[WHAT TO PRODUCE] Find the line in the entries below that contains "hierarchy for peerwire". Repeat it exactly, and every line after it through the line that contains "close the connection.".

[Dataset records]
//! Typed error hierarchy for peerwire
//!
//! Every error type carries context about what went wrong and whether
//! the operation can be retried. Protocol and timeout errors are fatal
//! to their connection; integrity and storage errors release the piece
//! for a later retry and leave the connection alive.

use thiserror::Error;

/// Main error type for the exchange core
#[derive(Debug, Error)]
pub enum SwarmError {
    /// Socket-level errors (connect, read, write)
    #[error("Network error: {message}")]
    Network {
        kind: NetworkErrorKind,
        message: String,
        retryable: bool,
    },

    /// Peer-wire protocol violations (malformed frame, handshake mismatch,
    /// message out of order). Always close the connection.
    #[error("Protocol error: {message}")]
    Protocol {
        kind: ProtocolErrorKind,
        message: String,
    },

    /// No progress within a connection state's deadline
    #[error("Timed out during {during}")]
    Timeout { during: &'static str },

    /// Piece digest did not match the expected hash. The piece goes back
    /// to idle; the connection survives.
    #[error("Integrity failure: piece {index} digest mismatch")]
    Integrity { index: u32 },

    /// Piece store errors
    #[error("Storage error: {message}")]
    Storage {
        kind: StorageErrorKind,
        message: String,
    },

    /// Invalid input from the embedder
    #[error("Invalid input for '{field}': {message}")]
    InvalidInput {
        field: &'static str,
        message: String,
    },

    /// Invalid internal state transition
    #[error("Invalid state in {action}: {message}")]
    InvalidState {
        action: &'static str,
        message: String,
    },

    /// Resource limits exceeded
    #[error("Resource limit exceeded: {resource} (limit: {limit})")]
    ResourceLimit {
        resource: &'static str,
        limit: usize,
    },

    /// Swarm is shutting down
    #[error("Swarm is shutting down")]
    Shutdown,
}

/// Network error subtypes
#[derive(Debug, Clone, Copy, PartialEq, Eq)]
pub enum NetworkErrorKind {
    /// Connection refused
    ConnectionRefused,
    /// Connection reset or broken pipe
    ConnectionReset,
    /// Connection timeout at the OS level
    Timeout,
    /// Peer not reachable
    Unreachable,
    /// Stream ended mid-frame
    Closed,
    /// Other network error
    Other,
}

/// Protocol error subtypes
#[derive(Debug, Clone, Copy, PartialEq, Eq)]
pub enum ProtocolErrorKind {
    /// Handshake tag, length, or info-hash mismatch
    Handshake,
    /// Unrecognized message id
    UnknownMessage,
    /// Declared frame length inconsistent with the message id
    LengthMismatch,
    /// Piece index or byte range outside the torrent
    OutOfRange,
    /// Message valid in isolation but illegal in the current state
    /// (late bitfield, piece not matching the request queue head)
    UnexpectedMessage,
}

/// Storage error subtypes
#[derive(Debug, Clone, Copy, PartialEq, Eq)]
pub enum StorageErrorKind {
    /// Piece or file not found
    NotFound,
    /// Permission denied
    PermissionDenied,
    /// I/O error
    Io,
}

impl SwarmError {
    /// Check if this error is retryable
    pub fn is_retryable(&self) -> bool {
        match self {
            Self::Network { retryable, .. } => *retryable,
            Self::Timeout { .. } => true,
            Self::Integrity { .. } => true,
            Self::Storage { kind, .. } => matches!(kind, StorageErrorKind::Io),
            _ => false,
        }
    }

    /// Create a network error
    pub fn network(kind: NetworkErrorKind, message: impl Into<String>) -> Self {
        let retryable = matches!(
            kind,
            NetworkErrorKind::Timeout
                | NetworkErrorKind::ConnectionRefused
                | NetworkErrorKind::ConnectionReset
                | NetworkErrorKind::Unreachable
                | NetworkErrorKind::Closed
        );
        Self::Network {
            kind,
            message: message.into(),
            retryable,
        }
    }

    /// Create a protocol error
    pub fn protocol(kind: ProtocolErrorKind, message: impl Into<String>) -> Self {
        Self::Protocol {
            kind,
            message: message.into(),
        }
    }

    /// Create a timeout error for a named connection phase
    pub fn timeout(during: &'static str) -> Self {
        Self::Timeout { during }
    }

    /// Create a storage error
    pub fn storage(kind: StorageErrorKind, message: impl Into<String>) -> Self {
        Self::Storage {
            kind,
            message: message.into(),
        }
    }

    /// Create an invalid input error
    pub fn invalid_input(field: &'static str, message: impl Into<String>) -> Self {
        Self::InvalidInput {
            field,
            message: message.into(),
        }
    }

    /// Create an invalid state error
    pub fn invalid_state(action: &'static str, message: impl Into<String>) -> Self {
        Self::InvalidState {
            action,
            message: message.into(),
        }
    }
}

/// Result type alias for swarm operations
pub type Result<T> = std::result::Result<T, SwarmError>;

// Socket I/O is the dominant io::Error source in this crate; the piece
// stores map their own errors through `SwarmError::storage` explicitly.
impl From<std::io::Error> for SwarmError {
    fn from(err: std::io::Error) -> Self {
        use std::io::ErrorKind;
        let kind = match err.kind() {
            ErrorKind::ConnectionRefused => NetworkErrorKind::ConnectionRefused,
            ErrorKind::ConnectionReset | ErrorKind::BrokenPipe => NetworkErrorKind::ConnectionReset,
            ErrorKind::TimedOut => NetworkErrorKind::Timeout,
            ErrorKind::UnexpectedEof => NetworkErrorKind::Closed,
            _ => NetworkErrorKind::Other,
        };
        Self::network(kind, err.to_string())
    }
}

* * *

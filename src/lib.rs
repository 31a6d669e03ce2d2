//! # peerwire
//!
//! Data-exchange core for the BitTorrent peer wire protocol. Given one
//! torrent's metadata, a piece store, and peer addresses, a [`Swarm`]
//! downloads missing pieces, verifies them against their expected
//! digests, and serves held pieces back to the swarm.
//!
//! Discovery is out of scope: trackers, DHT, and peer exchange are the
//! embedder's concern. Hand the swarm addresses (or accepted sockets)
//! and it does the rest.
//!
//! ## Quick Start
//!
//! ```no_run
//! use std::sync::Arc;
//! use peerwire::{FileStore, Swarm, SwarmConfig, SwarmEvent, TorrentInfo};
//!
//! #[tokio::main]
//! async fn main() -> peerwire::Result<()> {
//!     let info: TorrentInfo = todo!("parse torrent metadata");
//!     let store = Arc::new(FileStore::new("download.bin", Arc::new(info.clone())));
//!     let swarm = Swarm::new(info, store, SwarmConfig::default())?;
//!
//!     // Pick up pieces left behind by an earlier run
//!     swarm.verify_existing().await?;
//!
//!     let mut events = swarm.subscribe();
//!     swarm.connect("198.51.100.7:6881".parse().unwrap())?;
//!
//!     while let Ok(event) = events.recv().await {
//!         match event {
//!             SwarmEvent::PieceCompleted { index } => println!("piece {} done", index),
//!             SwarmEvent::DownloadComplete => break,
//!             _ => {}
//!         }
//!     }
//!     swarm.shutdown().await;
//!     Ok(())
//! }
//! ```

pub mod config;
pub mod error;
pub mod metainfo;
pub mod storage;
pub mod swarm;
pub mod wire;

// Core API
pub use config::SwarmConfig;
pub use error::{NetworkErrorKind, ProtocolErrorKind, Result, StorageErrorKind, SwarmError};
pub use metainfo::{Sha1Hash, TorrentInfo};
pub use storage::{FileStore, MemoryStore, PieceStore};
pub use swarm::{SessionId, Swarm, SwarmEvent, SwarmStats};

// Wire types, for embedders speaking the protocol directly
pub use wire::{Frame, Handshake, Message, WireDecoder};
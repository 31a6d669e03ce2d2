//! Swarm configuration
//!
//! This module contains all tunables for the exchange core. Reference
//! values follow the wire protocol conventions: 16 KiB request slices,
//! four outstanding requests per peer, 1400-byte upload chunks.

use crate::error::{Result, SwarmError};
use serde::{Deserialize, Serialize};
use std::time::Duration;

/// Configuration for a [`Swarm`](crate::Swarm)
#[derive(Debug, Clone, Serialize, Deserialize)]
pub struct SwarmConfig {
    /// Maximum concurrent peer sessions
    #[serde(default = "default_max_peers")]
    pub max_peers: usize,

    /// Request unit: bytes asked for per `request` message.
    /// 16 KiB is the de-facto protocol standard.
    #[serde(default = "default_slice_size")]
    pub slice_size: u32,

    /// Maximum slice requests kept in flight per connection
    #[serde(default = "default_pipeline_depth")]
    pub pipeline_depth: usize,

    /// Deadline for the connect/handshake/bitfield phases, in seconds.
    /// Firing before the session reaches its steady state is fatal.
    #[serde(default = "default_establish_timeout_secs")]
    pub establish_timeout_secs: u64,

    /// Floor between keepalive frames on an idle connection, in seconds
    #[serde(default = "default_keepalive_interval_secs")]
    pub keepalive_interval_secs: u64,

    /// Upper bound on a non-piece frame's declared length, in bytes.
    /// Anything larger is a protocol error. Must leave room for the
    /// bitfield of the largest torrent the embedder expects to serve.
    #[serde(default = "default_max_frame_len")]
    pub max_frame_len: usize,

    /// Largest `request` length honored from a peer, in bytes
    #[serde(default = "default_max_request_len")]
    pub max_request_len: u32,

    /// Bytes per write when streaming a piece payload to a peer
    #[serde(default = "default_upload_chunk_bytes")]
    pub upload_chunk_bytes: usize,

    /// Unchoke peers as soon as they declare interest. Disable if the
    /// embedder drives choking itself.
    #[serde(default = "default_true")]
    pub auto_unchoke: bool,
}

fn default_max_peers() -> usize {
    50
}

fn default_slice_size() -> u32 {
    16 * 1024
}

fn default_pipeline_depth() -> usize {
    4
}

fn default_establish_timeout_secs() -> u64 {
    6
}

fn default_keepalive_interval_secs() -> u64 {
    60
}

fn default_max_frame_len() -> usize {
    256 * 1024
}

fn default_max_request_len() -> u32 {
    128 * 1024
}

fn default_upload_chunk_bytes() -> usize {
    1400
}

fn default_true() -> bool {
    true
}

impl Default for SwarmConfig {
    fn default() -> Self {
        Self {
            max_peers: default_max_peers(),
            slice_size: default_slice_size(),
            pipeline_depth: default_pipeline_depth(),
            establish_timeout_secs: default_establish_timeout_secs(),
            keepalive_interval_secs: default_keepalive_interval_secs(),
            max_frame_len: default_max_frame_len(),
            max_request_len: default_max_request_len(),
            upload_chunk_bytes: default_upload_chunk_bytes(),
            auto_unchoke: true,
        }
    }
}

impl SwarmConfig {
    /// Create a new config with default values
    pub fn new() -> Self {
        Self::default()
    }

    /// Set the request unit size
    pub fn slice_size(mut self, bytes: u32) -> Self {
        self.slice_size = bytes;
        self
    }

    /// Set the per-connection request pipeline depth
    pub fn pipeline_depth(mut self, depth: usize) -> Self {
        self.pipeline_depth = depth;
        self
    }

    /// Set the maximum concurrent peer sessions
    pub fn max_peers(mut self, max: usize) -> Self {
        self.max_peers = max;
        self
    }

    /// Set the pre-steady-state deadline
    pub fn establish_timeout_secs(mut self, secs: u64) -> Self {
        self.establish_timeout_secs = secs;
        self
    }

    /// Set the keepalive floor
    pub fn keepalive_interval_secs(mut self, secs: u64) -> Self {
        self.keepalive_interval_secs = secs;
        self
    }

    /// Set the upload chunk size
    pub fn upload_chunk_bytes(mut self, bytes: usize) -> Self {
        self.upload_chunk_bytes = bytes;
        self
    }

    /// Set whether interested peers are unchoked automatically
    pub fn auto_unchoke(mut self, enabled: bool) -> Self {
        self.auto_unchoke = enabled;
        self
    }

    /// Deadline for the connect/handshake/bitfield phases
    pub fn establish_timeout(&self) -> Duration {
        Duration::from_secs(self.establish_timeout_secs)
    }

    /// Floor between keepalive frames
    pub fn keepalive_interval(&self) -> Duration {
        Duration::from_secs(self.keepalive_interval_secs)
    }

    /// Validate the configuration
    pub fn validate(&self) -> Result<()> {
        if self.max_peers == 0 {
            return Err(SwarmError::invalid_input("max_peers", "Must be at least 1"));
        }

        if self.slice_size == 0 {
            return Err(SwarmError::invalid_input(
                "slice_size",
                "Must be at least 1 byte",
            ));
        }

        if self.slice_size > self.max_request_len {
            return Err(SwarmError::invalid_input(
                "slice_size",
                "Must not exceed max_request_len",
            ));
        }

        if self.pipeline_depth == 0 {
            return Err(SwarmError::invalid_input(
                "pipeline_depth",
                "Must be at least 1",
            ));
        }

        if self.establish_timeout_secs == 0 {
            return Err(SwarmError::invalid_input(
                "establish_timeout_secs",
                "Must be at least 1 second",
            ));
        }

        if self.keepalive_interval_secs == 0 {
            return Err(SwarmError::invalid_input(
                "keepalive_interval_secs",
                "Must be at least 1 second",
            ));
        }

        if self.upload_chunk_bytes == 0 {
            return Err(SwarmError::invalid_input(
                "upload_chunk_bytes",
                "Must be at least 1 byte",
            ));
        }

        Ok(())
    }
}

==

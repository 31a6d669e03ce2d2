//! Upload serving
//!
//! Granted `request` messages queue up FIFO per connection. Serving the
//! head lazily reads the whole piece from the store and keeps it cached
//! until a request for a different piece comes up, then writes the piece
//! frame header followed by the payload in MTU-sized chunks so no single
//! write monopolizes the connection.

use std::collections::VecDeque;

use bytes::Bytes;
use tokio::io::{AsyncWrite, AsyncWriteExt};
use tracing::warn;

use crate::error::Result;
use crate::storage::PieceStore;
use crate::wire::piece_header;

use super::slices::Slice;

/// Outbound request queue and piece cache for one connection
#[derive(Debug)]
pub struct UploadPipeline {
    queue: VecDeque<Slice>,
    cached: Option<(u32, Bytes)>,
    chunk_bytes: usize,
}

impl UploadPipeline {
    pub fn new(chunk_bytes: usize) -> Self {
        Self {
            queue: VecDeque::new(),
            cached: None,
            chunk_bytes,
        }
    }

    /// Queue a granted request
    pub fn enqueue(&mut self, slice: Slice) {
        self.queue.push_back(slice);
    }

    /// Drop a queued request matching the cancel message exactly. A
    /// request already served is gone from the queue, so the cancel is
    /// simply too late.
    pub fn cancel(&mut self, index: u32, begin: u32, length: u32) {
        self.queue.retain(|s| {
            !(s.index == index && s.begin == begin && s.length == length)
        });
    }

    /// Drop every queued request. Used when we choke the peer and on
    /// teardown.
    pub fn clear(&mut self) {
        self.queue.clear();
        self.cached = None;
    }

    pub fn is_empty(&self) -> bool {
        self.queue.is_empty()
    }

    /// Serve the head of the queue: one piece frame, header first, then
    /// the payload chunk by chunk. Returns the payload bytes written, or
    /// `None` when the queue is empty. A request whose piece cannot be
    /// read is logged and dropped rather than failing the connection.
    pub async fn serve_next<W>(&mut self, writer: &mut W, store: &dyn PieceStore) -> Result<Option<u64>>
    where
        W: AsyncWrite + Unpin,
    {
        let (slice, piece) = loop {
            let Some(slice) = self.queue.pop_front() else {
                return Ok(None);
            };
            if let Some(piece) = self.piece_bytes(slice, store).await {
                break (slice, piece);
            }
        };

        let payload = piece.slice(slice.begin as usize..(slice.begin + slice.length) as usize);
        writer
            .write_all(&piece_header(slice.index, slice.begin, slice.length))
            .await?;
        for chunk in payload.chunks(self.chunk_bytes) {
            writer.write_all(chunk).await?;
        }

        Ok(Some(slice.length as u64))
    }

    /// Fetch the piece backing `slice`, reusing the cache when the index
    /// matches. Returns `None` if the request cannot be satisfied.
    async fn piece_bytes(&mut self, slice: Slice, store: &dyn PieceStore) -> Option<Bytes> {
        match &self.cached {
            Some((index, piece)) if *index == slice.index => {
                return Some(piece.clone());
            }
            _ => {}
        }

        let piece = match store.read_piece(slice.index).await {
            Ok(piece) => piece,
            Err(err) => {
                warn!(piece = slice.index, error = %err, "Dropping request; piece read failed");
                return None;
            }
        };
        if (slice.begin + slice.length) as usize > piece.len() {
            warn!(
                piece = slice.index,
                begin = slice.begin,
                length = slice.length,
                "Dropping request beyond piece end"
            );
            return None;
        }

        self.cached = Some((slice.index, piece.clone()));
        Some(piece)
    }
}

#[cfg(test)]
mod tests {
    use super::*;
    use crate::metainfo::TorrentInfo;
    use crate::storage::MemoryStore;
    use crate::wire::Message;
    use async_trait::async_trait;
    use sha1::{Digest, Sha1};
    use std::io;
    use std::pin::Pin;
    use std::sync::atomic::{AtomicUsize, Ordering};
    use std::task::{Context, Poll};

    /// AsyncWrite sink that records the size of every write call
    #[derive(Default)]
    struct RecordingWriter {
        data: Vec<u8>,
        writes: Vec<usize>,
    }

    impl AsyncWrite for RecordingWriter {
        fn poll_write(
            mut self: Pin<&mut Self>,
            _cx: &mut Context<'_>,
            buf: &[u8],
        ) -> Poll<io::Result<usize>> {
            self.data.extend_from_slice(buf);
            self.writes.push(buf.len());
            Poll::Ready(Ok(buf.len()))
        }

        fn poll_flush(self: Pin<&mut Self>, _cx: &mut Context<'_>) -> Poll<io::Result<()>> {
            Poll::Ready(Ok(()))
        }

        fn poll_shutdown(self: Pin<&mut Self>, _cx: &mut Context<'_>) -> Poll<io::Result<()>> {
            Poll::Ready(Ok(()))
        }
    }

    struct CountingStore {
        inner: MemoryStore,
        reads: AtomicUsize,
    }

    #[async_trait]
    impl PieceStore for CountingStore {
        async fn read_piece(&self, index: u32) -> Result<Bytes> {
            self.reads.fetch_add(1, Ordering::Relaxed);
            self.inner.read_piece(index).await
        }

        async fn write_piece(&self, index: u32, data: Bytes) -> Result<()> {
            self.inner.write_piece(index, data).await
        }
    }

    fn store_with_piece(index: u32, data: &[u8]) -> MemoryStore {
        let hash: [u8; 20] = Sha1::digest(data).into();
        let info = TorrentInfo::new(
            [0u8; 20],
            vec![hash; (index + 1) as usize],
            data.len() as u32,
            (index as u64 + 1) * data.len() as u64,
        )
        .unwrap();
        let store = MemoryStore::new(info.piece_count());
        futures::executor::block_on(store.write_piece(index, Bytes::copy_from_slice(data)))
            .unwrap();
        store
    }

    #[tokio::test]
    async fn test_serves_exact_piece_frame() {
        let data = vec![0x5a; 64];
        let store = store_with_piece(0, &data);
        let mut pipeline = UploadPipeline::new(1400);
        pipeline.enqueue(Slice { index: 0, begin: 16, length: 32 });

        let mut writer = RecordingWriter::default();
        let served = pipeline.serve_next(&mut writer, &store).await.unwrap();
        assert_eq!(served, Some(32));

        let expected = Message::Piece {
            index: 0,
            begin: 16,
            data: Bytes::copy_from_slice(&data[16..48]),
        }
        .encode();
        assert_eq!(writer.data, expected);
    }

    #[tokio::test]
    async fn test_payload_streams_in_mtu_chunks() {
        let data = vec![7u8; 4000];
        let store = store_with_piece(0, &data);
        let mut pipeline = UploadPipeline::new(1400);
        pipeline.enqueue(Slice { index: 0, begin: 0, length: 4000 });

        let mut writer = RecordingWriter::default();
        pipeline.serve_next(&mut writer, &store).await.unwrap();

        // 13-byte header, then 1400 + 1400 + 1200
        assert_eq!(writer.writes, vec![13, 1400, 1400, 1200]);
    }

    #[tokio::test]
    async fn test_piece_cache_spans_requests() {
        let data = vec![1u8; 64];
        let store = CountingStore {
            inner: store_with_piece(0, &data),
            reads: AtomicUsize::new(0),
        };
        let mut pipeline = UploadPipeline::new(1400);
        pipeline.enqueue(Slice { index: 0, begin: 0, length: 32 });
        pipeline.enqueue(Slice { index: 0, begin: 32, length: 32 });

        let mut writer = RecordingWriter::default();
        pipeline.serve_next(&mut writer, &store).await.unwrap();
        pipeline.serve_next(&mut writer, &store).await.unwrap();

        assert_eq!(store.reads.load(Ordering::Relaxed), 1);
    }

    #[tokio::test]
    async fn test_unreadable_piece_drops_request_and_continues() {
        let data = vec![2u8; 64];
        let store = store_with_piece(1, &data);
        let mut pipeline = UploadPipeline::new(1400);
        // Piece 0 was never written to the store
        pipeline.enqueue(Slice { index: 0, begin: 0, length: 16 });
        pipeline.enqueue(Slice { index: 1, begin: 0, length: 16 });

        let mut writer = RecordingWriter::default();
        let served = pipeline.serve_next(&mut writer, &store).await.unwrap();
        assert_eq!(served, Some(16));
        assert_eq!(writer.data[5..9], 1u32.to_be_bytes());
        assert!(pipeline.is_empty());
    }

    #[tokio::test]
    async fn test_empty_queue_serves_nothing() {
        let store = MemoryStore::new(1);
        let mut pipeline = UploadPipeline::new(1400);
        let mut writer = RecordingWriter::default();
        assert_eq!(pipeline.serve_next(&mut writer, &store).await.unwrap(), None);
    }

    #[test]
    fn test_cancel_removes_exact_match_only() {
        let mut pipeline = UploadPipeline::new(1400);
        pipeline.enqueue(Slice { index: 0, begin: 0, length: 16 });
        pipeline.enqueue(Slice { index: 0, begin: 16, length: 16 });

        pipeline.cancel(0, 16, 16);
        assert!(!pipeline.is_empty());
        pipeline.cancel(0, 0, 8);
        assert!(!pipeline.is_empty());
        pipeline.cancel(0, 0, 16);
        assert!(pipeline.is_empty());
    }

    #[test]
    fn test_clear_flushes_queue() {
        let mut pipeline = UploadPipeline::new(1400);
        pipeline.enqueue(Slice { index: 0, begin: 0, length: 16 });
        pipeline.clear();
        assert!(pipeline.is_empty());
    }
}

[TASK OUTPUT]
//! Typed error hierarchy for peerwire
//!
//! Every error type carries context about what went wrong and whether
//! the operation can be retried. Protocol and timeout errors are fatal
//! to their connection; integrity and storage errors release the piece
//! for a later retry and leave the connection alive.

use thiserror::Error;

/// Main error type for the exchange core
#[derive(Debug, Error)]
pub enum SwarmError {
    /// Socket-level errors (connect, read, write)
    #[error("Network error: {message}")]
    Network {
        kind: NetworkErrorKind,
        message: String,
        retryable: bool,
    },

    /// Peer-wire protocol violations (malformed frame, handshake mismatch,
    /// message out of order). Always close the connection.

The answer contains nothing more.